The iPhone looks like it won’t support Flash but will still allow users to watch YouTube video clips thanks to a dedicated viewer that supports the newly H.264 encoded YouTube video format.

Just as the Apple TV is now YouTube compatible thanks to the H.264 format that YouTube’s video collection is being re-encoded with, so too is the iPhone able to display YouTube’s H.264 videos thanks to a special player iPhone users will see when visiting YouTube’s site.

Currently only 10,000 of YouTube’s clips have been converted thus far, but YouTube is promising to have their entire collection progressively re-encoded over the next few weeks and months, ensuring a steady stream of new videos for iPhone users who are also YouTube fanatics.

Steve Jobs said in a statement that “Now users can enjoy YouTube wherever they are — on their iPhone, on their Mac or on a widescreen TV in their living room with Apple TV”.

With the iPhone only a few days away, revelations of improved battery life and an improved screen have only added to the iHype over the past few days.
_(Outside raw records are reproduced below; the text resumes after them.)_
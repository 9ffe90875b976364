//! Session configuration, validation, and error types.
//!
//! [`RewindConfig`] holds the settings a game previously kept in
//! `$pref::Rewind::*` console variables. [`validate()`](RewindConfig::validate)
//! checks them once when a session is built and again on every setter.

use std::path::PathBuf;

use rewind_core::GameFlavor;
use rewind_replay::LEGACY_UNCOMPRESSED_LIMIT;
use thiserror::Error;

// ── PlaybackDirection ──────────────────────────────────────────────

/// Which way frames are being consumed.
///
/// Interpolation of looping platforms and game-phase timers depends on
/// whether the older frame is the first or the second operand.
#[derive(Clone, Copy, Debug, Default, PartialEq, Eq, Hash)]
pub enum PlaybackDirection {
    /// Live rewind: the second operand is older than the first.
    #[default]
    Rewind,
    /// Replay playback: the second operand is newer than the first.
    Replay,
}

// ── RewindConfig ───────────────────────────────────────────────────

/// Default location of the rolling replay file.
pub const DEFAULT_REPLAY_PATH: &str = "./marble/client/replays/testReplay.rwx";

/// Mission name used before one is set.
pub const DEFAULT_REPLAY_MISSION: &str = "none";

/// Settings for a [`RewindSession`](crate::session::RewindSession).
#[derive(Clone, Debug, PartialEq)]
pub struct RewindConfig {
    /// Game build. Selects the file version written and the MBP-only
    /// fields. Default: [`GameFlavor::Mbp`].
    pub game: GameFlavor,
    /// Where [`clear_frames(true)`](crate::session::RewindSession::clear_frames)
    /// saves to.
    pub replay_path: PathBuf,
    /// Mission name written into saved replays.
    pub replay_mission: String,
    /// Live rewind speed multiplier. Default: 1.0.
    pub time_scale: f64,
    /// Consume frames by elapsed time even at normal speed.
    pub sync_speed: bool,
    /// Frame order for interpolation. Default: [`PlaybackDirection::Rewind`].
    pub direction: PlaybackDirection,
    /// Inflate cap for replay files that do not record their size.
    /// Default: 50 MiB.
    pub max_legacy_uncompressed: usize,
}

impl Default for RewindConfig {
    fn default() -> Self {
        Self {
            game: GameFlavor::default(),
            replay_path: PathBuf::from(DEFAULT_REPLAY_PATH),
            replay_mission: DEFAULT_REPLAY_MISSION.to_string(),
            time_scale: 1.0,
            sync_speed: false,
            direction: PlaybackDirection::default(),
            max_legacy_uncompressed: LEGACY_UNCOMPRESSED_LIMIT,
        }
    }
}

impl RewindConfig {
    /// Check every field.
    pub fn validate(&self) -> Result<(), ConfigError> {
        validate_time_scale(self.time_scale)?;
        if self.max_legacy_uncompressed == 0 {
            return Err(ConfigError::ZeroLegacyLimit);
        }
        Ok(())
    }

    /// True if live rewind should consume frames by scaled elapsed time
    /// instead of popping one per tick.
    pub fn scaled_rewind(&self) -> bool {
        self.sync_speed || self.time_scale != 1.0
    }
}

pub(crate) fn validate_time_scale(value: f64) -> Result<(), ConfigError> {
    if !value.is_finite() || value <= 0.0 {
        return Err(ConfigError::InvalidTimeScale { value });
    }
    Ok(())
}

// ── ConfigError ────────────────────────────────────────────────────

/// Errors detected by [`RewindConfig::validate()`].
#[derive(Clone, Debug, PartialEq, Error)]
pub enum ConfigError {
    /// `time_scale` is NaN, infinite, zero, or negative.
    #[error("time scale must be finite and positive, got {value}")]
    InvalidTimeScale {
        /// The invalid value.
        value: f64,
    },
    /// `max_legacy_uncompressed` is zero.
    #[error("legacy inflate limit must be nonzero")]
    ZeroLegacyLimit,
}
The YouTube announcement has sent the hype meter off the scale once again.

Naturally, some are still expressing doubts about the iPhone while others claim it will be the best selling phone in history. Some have even dubbed the iPhone the ‘Jesus Phone’ or the ‘God Machine’.

Look, it’s just a phone, iPod and multimedia computer-in-one, and a version 2.0 with 3G or better access, and likely more memory, will come out in 2008, most likely.

But what a phone it is. Still, it does remind me of Sony’s PSP in one way. When news of the PSP drew ever closer, we just naturally thought it would have a TV-out option. At the local PSP launch, now a couple of years ago, we were astonished to discover it didn’t have a TV out option – something that seemed like such a no-brainer, and something that may have led to the demise of the PSP's UMD movie disc format.

Now onto the iPhone. We know it can output video – we saw it during the Macworld keynote. But Steve Jobs alluded that it was a special setup – and there was no indication as to whether or not consumers would have this capability.

Other phones can do this - will the iPhone be able to? Please read onto page 2 for the conclusion...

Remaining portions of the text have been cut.